Forget extinctions. Population decline is a much greater crisis.

We watch for extinctions like those with the thought that, like Noah, we only need two of each species to preserve biodiversity assembled over millions of years. In the meantime, though, animals and plants are rapidly declining all around us. The Living Planet Index, which monitors more than 14,000 populations of 3,706 species of vertebrates, reports that populations fell by 58 percent on average from 1970–2012.

Before species disappear from the earth entirely, they disappear from a particular segment of the map. These local extinctions, called extirpations, do not make as many headlines. But they are naturally much more common than extinctions, and happening rapidly.

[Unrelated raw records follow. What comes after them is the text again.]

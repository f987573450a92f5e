//! In-memory object store for tests.

use std::collections::{HashMap, HashSet};
use std::sync::atomic::{AtomicUsize, Ordering};
use std::sync::Mutex;

use async_trait::async_trait;

use super::{ObjectStore, StoreError};

#[derive(Debug, Clone, PartialEq, Eq)]
pub struct StoredObject {
    pub body: Vec<u8>,
    pub content_type: String,
    pub cache_control: String,
}

#[derive(Default)]
pub struct MemoryObjectStore {
    buckets: Vec<String>,
    objects: Mutex<HashMap<(String, String), StoredObject>>,
    failing_paths: HashSet<String>,
    put_calls: AtomicUsize,
}

impl MemoryObjectStore {
    pub fn with_buckets(buckets: &[&str]) -> Self {
        Self {
            buckets: buckets.iter().map(|b| b.to_string()).collect(),
            ..Self::default()
        }
    }

    pub fn failing_path(mut self, path: &str) -> Self {
        self.failing_paths.insert(path.to_string());
        self
    }

    /// Seed an object as if an earlier run had uploaded it.
    pub fn with_object(self, bucket: &str, path: &str, body: &[u8]) -> Self {
        self.objects.lock().unwrap().insert(
            (bucket.to_string(), path.to_string()),
            StoredObject {
                body: body.to_vec(),
                content_type: "image/jpeg".into(),
                cache_control: String::new(),
            },
        );
        self
    }

    pub fn put_calls(&self) -> usize {
        self.put_calls.load(Ordering::SeqCst)
    }

    pub fn object(&self, bucket: &str, path: &str) -> Option<StoredObject> {
        self.objects
            .lock()
            .unwrap()
            .get(&(bucket.to_string(), path.to_string()))
            .cloned()
    }

    pub fn object_count(&self) -> usize {
        self.objects.lock().unwrap().len()
    }
}

#[async_trait]
impl ObjectStore for MemoryObjectStore {
    async fn list_buckets(&self) -> Result<Vec<String>, StoreError> {
        Ok(self.buckets.clone())
    }

    async fn put_object(
        &self,
        bucket: &str,
        path: &str,
        body: Vec<u8>,
        content_type: &str,
        cache_control: &str,
    ) -> Result<String, StoreError> {
        self.put_calls.fetch_add(1, Ordering::SeqCst);
        if self.failing_paths.contains(path) {
            return Err(StoreError::Api {
                status: 413,
                message: "The object exceeded the maximum allowed size".into(),
            });
        }
        self.objects.lock().unwrap().insert(
            (bucket.to_string(), path.to_string()),
            StoredObject {
                body,
                content_type: content_type.to_string(),
                cache_control: cache_control.to_string(),
            },
        );
        Ok(path.to_string())
    }

    async fn object_exists(&self, bucket: &str, path: &str) -> Result<bool, StoreError> {
        Ok(self
            .objects
            .lock()
            .unwrap()
            .contains_key(&(bucket.to_string(), path.to_string())))
    }

    fn public_url(&self, bucket: &str, path: &str) -> String {
        format!("https://cdn.test/storage/v1/object/public/{bucket}/{path}")
    }
}
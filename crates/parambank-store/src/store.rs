//! The runtime parameter container.
//!
//! A `ParameterStore` owns one typed storage tree per class. Each class sits
//! behind its own `Arc`, so `Clone` and class-wide replacement share the
//! classes they do not touch; mutation goes through `Arc::make_mut` and
//! never affects another store.

use std::sync::Arc;

use parambank_core::{
    ArrayValue, Buffer, BufferSlice, Evaluator, LayoutFingerprint, ParameterClass, Scalar,
    StoreError, Value,
};
use parambank_index::{BufferCoord, IndexCache, ParameterIndex, Resolved};
use tracing::debug;

use crate::fixpoint::{pending_dependencies, substitute};
use crate::validate::{check_layout, check_value};

/// Typed buffers of one planned layout.
#[derive(Debug, Clone, PartialEq)]
pub struct ParameterStore {
    pub(crate) layout: LayoutFingerprint,
    pub(crate) buffer_table: Arc<[BufferCoord]>,
    pub(crate) tunable: Arc<Buffer>,
    /// Clock-major, then element type.
    pub(crate) discrete: Arc<Vec<Vec<Buffer>>>,
    pub(crate) constant: Arc<Vec<Buffer>>,
    pub(crate) nonnumeric: Arc<Vec<Buffer>>,
}

/// Result of a locator read: a scalar, or a borrowed view of an array slot.
#[derive(Debug, Clone, PartialEq)]
pub enum ValueRef<'a> {
    Scalar(Scalar),
    Array {
        shape: &'a [usize],
        data: BufferSlice<'a>,
    },
}

impl ValueRef<'_> {
    pub fn as_scalar(&self) -> Option<&Scalar> {
        match self {
            ValueRef::Scalar(s) => Some(s),
            ValueRef::Array { .. } => None,
        }
    }

    /// Owned copy of the value.
    pub fn to_value(&self) -> Value {
        match self {
            ValueRef::Scalar(s) => Value::Scalar(s.clone()),
            ValueRef::Array { shape, data } => Value::Array(ArrayValue {
                shape: shape.to_vec(),
                data: data.to_scalars(),
            }),
        }
    }
}

impl ParameterStore {
    pub fn layout(&self) -> LayoutFingerprint {
        self.layout
    }

    pub fn tunable(&self) -> &Buffer {
        &self.tunable
    }

    /// Buffers of one clock, one per discrete element type.
    pub fn discrete_group(&self, group: usize) -> Option<&[Buffer]> {
        self.discrete.get(group).map(Vec::as_slice)
    }

    pub fn discrete_groups(&self) -> &[Vec<Buffer>] {
        &self.discrete
    }

    pub fn constant_buffers(&self) -> &[Buffer] {
        &self.constant
    }

    pub fn nonnumeric_buffers(&self) -> &[Buffer] {
        &self.nonnumeric
    }

    fn coord_error(coord: BufferCoord) -> StoreError {
        StoreError::InvalidLocator {
            reason: format!(
                "no {} buffer at group {}, position {}",
                coord.class, coord.group, coord.buffer
            ),
        }
    }

    pub(crate) fn buffer_at(
        &self,
        coord: BufferCoord,
        operation: &'static str,
    ) -> Result<&Buffer, StoreError> {
        let found = match coord.class {
            ParameterClass::Tunable => {
                (coord.group == 0 && coord.buffer == 0).then_some(&*self.tunable)
            }
            ParameterClass::Discrete => self
                .discrete
                .get(coord.group)
                .and_then(|group| group.get(coord.buffer)),
            ParameterClass::Constant => self.constant.get(coord.buffer),
            ParameterClass::Nonnumeric => self.nonnumeric.get(coord.buffer),
            ParameterClass::Dependent => {
                return Err(StoreError::UnhandledClass {
                    class: coord.class,
                    operation,
                })
            }
        };
        found.ok_or_else(|| Self::coord_error(coord))
    }

    pub(crate) fn buffer_at_mut(
        &mut self,
        coord: BufferCoord,
        operation: &'static str,
    ) -> Result<&mut Buffer, StoreError> {
        let found = match coord.class {
            ParameterClass::Tunable if coord.group == 0 && coord.buffer == 0 => {
                Some(Arc::make_mut(&mut self.tunable))
            }
            ParameterClass::Tunable => None,
            ParameterClass::Discrete => Arc::make_mut(&mut self.discrete)
                .get_mut(coord.group)
                .and_then(|group| group.get_mut(coord.buffer)),
            ParameterClass::Constant => Arc::make_mut(&mut self.constant).get_mut(coord.buffer),
            ParameterClass::Nonnumeric => {
                Arc::make_mut(&mut self.nonnumeric).get_mut(coord.buffer)
            }
            ParameterClass::Dependent => {
                return Err(StoreError::UnhandledClass {
                    class: coord.class,
                    operation,
                })
            }
        };
        found.ok_or_else(|| Self::coord_error(coord))
    }

    /// Read the value at a locator. Array slots are returned as a view into
    /// the owning buffer.
    pub fn get<'a>(&'a self, index: &'a ParameterIndex) -> Result<ValueRef<'a>, StoreError> {
        check_layout(index, self.layout)?;
        let buffer = self.buffer_at(index.coord(), "get")?;
        let out_of_range = || StoreError::InvalidLocator {
            reason: format!(
                "slot {:?} of `{}` exceeds buffer length {}",
                index.range(),
                index.name(),
                buffer.len()
            ),
        };
        if index.shape().is_scalar() {
            buffer
                .get(index.offset())
                .map(ValueRef::Scalar)
                .ok_or_else(out_of_range)
        } else {
            let data = buffer.slice(index.range()).ok_or_else(out_of_range)?;
            Ok(ValueRef::Array {
                shape: index.shape().dims(),
                data,
            })
        }
    }

    pub fn get_value(&self, index: &ParameterIndex) -> Result<Value, StoreError> {
        Ok(self.get(index)?.to_value())
    }

    /// Write `value` into the slot at `index`.
    ///
    /// The value is validated against the slot's declared type and shape
    /// before anything is written. A value the narrowed buffer cannot
    /// represent widens that buffer in place.
    pub fn set(&mut self, index: &ParameterIndex, value: &Value) -> Result<(), StoreError> {
        check_layout(index, self.layout)?;
        check_value(index, value)?;
        let buffer = self.buffer_at_mut(index.coord(), "set")?;
        if index.range().end > buffer.len() {
            return Err(StoreError::InvalidLocator {
                reason: format!(
                    "slot {:?} of `{}` exceeds buffer length {}",
                    index.range(),
                    index.name(),
                    buffer.len()
                ),
            });
        }
        for (i, scalar) in value.elements().iter().enumerate() {
            if !buffer.set(index.offset() + i, scalar) {
                return Err(StoreError::InvalidLocator {
                    reason: format!(
                        "could not write element {i} of `{}` at offset {}",
                        index.name(),
                        index.offset() + i
                    ),
                });
            }
        }
        Ok(())
    }

    /// Number of owned buffers in the linear numbering.
    pub fn buffer_count(&self) -> usize {
        self.buffer_table.len()
    }

    /// The `i`-th owned buffer: the tunable buffer (when non-empty), then
    /// every discrete buffer clock by clock, then constant and nonnumeric
    /// buffers.
    pub fn buffer(&self, i: usize) -> Result<&Buffer, StoreError> {
        let coord = self
            .buffer_table
            .get(i)
            .copied()
            .ok_or_else(|| StoreError::InvalidLocator {
                reason: format!(
                    "linear buffer index {i} out of range (store owns {})",
                    self.buffer_table.len()
                ),
            })?;
        self.buffer_at(coord, "buffer")
    }

    pub fn buffers(&self) -> impl Iterator<Item = &Buffer> + '_ {
        (0..self.buffer_count()).filter_map(|i| self.buffer(i).ok())
    }

    /// A store with freshly allocated storage for every class.
    pub fn deep_copy(&self) -> ParameterStore {
        ParameterStore {
            layout: self.layout,
            buffer_table: self.buffer_table.clone(),
            tunable: Arc::new((*self.tunable).clone()),
            discrete: Arc::new((*self.discrete).clone()),
            constant: Arc::new((*self.constant).clone()),
            nonnumeric: Arc::new((*self.nonnumeric).clone()),
        }
    }

    /// Whether `self` and `other` share the storage of `class`.
    pub fn shares_storage(
        &self,
        other: &ParameterStore,
        class: ParameterClass,
    ) -> Result<bool, StoreError> {
        Ok(match class {
            ParameterClass::Tunable => Arc::ptr_eq(&self.tunable, &other.tunable),
            ParameterClass::Discrete => Arc::ptr_eq(&self.discrete, &other.discrete),
            ParameterClass::Constant => Arc::ptr_eq(&self.constant, &other.constant),
            ParameterClass::Nonnumeric => Arc::ptr_eq(&self.nonnumeric, &other.nonnumeric),
            ParameterClass::Dependent => {
                return Err(StoreError::UnhandledClass {
                    class,
                    operation: "shares_storage",
                })
            }
        })
    }

    /// Current values of every stored entry, keyed by canonical name.
    pub fn bindings(&self, cache: &IndexCache) -> Result<parambank_core::Bindings, StoreError> {
        let mut bindings = parambank_core::Bindings::new();
        for entry in cache.stored_entries() {
            if let Some(index) = &entry.index {
                bindings.insert(entry.name.clone(), self.get_value(index)?);
            }
        }
        Ok(bindings)
    }

    /// Value of any name, stored or dependency-derived.
    ///
    /// Derived values are computed from the store's current contents by
    /// substituting dependency equations until the requested one resolves.
    pub fn evaluate(
        &self,
        cache: &IndexCache,
        name: &str,
        evaluator: &dyn Evaluator,
    ) -> Result<Value, StoreError> {
        if cache.fingerprint() != self.layout {
            return Err(StoreError::InvalidLocator {
                reason: format!(
                    "index cache layout {} does not match store layout {}",
                    cache.fingerprint().short(),
                    self.layout.short()
                ),
            });
        }
        let resolved = cache.resolve(name).ok_or_else(|| StoreError::UnknownValue {
            name: name.to_string(),
        })?;
        let entry = resolved.entry();
        if !entry.is_derived() {
            let index = resolved.index().ok_or_else(|| StoreError::UnknownValue {
                name: name.to_string(),
            })?;
            return self.get_value(&index);
        }

        let mut bindings = self.bindings(cache)?;
        let pending = substitute(evaluator, &mut bindings, pending_dependencies(cache))?;
        debug!(
            name,
            unresolved = pending.len(),
            "evaluated dependency-derived value"
        );
        let value = bindings
            .remove(&entry.name)
            .ok_or_else(|| StoreError::Unresolved {
                names: vec![entry.name.clone()],
            })?;
        match resolved {
            Resolved::Whole(_) => Ok(value),
            Resolved::Element { linear, .. } => value
                .elements()
                .get(linear)
                .cloned()
                .map(Value::Scalar)
                .ok_or_else(|| StoreError::SizeMismatch {
                    name: resolved.canonical_name(),
                    expected: entry.shape.clone(),
                    found: value.shape(),
                }),
        }
    }
}
/// Bind every element of `value` that has no binding of its own.
fn scatter(
    entry: &ValueEntry,
    value: &Value,
    resolved: &mut Bindings,
    pending: &IndexMap<String, Expr>,
) -> Result<(), StoreError> {
    match &entry.index {
        Some(index) => check_value(index, value)?,
        None => {
            if value.shape().is_scalar()
                || Some(value.elements().len()) != entry.shape.element_count()
            {
                return Err(StoreError::SizeMismatch {
                    name: entry.name.clone(),
                    expected: entry.shape.clone(),
                    found: value.shape(),
                });
            }
        }
    }
    for (linear, scalar) in value.elements().iter().enumerate() {
        let name = entry.element_name(linear);
        if !resolved.contains_key(&name) && !pending.contains_key(&name) {
            resolved.insert(name, Value::Scalar(scalar.clone()));
        }
    }
    Ok(())
}

/// The array value of `entry` if every element is bound to a scalar.
fn assemble(entry: &ValueEntry, resolved: &Bindings) -> Option<Value> {
    let data = entry
        .element_names()
        .iter()
        .map(|n| resolved.get(n).and_then(Value::as_scalar).cloned())
        .collect::<Option<Vec<_>>>()?;
    if data.is_empty() {
        return None;
    }
    Value::array(entry.shape.dims().to_vec(), data)
}

/// Names that can fill an entry's slot piecewise: the entry name for
/// scalars, every element name for arrays.
fn slot_names(entry: &ValueEntry) -> Vec<String> {
    if entry.is_array() {
        entry.element_names()
    } else {
        vec![entry.name.clone()]
    }
}

/// Per-buffer slot contents collected before allocation.
struct Staging {
    tunable: Vec<Option<Scalar>>,
    discrete: Vec<Vec<Vec<Option<Scalar>>>>,
    constant: Vec<Vec<Option<Scalar>>>,
    nonnumeric: Vec<Vec<Option<Scalar>>>,
}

There are technical reasons to care about thinning. Colony collapse disorder, a crisis in honeybee populations that seems to have abated in recent years, and the melting of the polar ice caps are two crises of abundance whose perceived seriousness is fueled by a sense of interconnection, the ominous sense of a looming natural domino effect. The early, technocratic stirrings of American conservation policy were similarly motivated by a sense that the decline in the continent’s massive numbers of moose, deer, and salmon might combine to make Americans less prosperous.

Urbanites have the most to gain from the replenishment of once-common plants and animals. Abundance doesn’t have to be an African mangrove forest. It is flocks of geese, and butterflies, and the oysters that once thronged New York Harbor.